= TASK ITEM =
Copy out the lines of the records below, and only those lines, from the one with "fn apply_creation_policy(avatars: &dyn" through the one with "fn fmt(&self, f: &mut", exactly as they appear.

[Collected data entries]

********************

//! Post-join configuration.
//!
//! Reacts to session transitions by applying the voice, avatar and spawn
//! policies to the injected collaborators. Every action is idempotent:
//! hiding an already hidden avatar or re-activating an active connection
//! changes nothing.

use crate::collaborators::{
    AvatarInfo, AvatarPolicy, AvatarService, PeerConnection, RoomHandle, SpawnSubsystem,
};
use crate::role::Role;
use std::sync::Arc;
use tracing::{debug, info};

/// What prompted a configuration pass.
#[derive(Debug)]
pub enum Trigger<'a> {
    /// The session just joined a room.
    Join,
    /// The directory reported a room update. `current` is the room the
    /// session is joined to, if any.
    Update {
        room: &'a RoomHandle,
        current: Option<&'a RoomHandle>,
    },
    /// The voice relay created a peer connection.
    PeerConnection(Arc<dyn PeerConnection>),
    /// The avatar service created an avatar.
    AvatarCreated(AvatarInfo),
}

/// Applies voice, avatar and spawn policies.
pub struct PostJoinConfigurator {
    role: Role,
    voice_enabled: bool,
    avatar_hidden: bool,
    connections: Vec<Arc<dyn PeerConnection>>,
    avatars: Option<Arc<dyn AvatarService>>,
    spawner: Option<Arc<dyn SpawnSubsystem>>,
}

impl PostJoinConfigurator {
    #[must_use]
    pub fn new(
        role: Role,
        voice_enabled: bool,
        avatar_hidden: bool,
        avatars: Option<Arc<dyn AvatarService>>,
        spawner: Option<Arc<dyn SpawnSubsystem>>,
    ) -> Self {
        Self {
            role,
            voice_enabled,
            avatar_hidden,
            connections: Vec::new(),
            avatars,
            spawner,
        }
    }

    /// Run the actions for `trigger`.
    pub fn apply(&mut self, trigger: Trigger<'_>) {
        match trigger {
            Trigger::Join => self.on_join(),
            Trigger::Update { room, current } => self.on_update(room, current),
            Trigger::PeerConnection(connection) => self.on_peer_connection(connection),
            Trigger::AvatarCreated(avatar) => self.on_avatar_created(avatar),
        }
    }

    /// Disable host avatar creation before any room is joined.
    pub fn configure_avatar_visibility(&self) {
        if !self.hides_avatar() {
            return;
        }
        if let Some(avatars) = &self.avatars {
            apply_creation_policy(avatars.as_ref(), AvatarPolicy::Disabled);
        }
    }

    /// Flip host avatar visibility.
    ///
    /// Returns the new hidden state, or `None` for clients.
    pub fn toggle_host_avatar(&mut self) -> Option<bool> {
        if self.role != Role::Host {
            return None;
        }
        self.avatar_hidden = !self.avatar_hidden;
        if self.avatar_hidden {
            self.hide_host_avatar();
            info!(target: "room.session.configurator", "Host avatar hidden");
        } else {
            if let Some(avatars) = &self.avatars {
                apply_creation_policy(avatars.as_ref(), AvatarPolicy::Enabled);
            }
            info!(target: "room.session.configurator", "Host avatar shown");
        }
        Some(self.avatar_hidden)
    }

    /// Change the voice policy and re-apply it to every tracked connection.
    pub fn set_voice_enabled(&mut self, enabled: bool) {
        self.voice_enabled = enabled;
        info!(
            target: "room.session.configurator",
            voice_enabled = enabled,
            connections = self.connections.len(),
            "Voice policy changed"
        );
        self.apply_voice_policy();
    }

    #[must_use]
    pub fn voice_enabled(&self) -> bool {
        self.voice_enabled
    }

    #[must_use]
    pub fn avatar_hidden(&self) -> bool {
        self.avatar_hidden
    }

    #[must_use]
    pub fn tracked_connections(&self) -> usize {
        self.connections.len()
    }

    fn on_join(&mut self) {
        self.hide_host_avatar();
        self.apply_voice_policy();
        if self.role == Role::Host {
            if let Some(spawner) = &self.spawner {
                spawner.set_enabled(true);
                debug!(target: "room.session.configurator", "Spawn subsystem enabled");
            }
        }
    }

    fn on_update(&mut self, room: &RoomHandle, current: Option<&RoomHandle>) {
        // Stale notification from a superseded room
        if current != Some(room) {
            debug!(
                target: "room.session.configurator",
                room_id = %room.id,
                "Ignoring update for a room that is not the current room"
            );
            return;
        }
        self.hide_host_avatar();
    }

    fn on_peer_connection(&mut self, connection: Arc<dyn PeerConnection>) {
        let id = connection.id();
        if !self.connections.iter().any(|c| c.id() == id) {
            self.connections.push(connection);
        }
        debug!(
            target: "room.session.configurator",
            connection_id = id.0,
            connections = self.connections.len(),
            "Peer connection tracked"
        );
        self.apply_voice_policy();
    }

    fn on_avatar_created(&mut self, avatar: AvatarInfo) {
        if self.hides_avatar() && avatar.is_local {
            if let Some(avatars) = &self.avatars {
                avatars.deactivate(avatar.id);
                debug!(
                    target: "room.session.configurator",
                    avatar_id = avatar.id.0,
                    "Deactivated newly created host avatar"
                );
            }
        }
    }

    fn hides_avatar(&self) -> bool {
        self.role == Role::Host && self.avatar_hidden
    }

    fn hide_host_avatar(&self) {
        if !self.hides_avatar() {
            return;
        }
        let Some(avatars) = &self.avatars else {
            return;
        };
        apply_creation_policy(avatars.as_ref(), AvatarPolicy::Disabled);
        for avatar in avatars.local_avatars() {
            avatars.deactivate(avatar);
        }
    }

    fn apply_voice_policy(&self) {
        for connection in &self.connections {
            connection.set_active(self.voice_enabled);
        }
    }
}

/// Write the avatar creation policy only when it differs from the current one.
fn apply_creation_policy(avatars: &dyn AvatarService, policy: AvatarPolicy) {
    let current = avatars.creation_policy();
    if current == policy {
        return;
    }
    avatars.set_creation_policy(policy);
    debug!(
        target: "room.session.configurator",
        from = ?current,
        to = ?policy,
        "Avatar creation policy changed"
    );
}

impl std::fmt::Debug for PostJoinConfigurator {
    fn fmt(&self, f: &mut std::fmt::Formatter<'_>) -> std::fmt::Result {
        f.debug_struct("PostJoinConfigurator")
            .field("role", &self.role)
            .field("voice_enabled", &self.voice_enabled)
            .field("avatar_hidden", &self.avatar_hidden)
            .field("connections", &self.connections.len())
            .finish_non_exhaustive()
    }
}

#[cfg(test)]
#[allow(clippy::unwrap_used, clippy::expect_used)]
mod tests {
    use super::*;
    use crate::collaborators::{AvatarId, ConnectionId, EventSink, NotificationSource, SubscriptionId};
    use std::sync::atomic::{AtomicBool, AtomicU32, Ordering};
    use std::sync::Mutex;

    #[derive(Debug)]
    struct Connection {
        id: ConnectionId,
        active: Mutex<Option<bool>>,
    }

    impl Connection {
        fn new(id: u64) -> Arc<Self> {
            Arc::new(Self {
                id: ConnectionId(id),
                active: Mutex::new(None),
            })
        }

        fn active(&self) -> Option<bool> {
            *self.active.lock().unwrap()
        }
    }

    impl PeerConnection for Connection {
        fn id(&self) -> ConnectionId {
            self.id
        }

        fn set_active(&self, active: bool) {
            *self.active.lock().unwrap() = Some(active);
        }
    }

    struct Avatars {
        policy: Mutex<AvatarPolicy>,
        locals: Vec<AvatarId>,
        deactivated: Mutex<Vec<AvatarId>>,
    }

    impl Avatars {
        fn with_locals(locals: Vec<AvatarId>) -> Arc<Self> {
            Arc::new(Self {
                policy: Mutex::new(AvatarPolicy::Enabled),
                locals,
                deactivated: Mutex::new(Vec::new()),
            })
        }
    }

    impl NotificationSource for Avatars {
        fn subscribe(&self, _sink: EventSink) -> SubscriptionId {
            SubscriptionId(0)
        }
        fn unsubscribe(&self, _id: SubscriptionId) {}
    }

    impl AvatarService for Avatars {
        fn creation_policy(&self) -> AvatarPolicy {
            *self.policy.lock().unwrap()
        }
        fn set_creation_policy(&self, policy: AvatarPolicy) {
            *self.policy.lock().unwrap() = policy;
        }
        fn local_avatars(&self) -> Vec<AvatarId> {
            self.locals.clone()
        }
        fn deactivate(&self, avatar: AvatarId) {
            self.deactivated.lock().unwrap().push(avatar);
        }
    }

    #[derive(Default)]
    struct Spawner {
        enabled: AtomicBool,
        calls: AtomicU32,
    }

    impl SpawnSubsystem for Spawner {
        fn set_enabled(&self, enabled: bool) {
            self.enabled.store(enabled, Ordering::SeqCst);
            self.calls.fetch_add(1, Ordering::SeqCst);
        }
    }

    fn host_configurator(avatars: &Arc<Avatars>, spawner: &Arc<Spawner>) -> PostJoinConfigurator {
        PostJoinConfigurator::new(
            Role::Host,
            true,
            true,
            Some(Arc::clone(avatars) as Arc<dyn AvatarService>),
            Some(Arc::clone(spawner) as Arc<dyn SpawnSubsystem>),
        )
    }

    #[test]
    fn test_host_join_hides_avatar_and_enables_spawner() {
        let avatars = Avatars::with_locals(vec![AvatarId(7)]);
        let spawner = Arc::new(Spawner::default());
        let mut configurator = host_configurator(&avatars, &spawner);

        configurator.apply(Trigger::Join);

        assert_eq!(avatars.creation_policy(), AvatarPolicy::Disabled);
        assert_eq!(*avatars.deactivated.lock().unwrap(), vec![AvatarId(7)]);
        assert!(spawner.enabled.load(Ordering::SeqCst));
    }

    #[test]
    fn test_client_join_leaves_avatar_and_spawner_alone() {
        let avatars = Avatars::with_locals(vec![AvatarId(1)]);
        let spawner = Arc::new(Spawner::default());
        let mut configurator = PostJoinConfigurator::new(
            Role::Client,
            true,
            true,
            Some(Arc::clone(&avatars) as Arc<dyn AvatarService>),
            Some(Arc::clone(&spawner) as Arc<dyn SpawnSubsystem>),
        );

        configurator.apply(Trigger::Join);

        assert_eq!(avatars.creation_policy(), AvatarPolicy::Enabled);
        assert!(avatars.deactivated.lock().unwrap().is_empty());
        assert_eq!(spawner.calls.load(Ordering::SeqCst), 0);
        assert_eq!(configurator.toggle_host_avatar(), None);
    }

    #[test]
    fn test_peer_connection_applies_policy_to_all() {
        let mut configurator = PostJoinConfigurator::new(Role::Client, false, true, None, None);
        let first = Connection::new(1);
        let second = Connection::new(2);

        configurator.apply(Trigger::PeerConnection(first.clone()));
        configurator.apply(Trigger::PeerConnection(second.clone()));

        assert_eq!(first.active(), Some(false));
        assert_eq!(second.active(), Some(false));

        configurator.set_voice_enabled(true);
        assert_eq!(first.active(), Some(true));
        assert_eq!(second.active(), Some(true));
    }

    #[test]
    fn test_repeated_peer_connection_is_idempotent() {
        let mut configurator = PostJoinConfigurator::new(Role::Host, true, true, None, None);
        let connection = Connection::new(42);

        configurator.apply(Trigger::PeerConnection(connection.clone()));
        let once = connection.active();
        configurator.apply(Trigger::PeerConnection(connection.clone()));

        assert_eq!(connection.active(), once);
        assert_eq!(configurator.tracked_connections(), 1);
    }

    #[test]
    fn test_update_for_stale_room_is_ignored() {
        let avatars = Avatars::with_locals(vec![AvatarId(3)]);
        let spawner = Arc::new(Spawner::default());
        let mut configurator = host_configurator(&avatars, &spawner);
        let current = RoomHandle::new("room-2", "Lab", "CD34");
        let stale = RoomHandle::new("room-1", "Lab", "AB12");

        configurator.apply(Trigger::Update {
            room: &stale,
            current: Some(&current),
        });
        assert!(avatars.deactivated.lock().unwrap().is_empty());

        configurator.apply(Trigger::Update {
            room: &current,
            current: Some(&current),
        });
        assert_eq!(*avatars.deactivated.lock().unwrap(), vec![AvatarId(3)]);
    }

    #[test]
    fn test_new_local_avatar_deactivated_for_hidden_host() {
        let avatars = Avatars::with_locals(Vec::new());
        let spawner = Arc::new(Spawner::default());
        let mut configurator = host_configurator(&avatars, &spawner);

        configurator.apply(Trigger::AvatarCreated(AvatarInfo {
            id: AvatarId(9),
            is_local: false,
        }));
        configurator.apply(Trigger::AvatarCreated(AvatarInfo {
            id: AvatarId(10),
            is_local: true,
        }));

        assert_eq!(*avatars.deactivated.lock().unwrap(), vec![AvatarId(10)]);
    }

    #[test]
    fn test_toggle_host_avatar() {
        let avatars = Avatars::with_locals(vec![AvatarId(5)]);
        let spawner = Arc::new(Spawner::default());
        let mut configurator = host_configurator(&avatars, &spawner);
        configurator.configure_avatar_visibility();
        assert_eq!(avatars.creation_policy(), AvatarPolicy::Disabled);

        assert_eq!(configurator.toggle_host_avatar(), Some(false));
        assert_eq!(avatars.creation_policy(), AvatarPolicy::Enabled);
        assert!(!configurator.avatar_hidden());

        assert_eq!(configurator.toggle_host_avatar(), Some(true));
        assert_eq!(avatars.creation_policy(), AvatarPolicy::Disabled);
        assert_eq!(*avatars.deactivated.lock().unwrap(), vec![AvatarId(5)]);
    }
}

********************

= SOLUTION TO THIS TASK =
fn apply_creation_policy(avatars: &dyn AvatarService, policy: AvatarPolicy) {
    let current = avatars.creation_policy();
    if current == policy {
        return;
    }
    avatars.set_creation_policy(policy);
    debug!(
        target: "room.session.configurator",
        from = ?current,
        to = ?policy,
        "Avatar creation policy changed"
    );
}

impl std::fmt::Debug for PostJoinConfigurator {
    fn fmt(&self, f: &mut std::fmt::Formatter<'_>) -> std::fmt::Result {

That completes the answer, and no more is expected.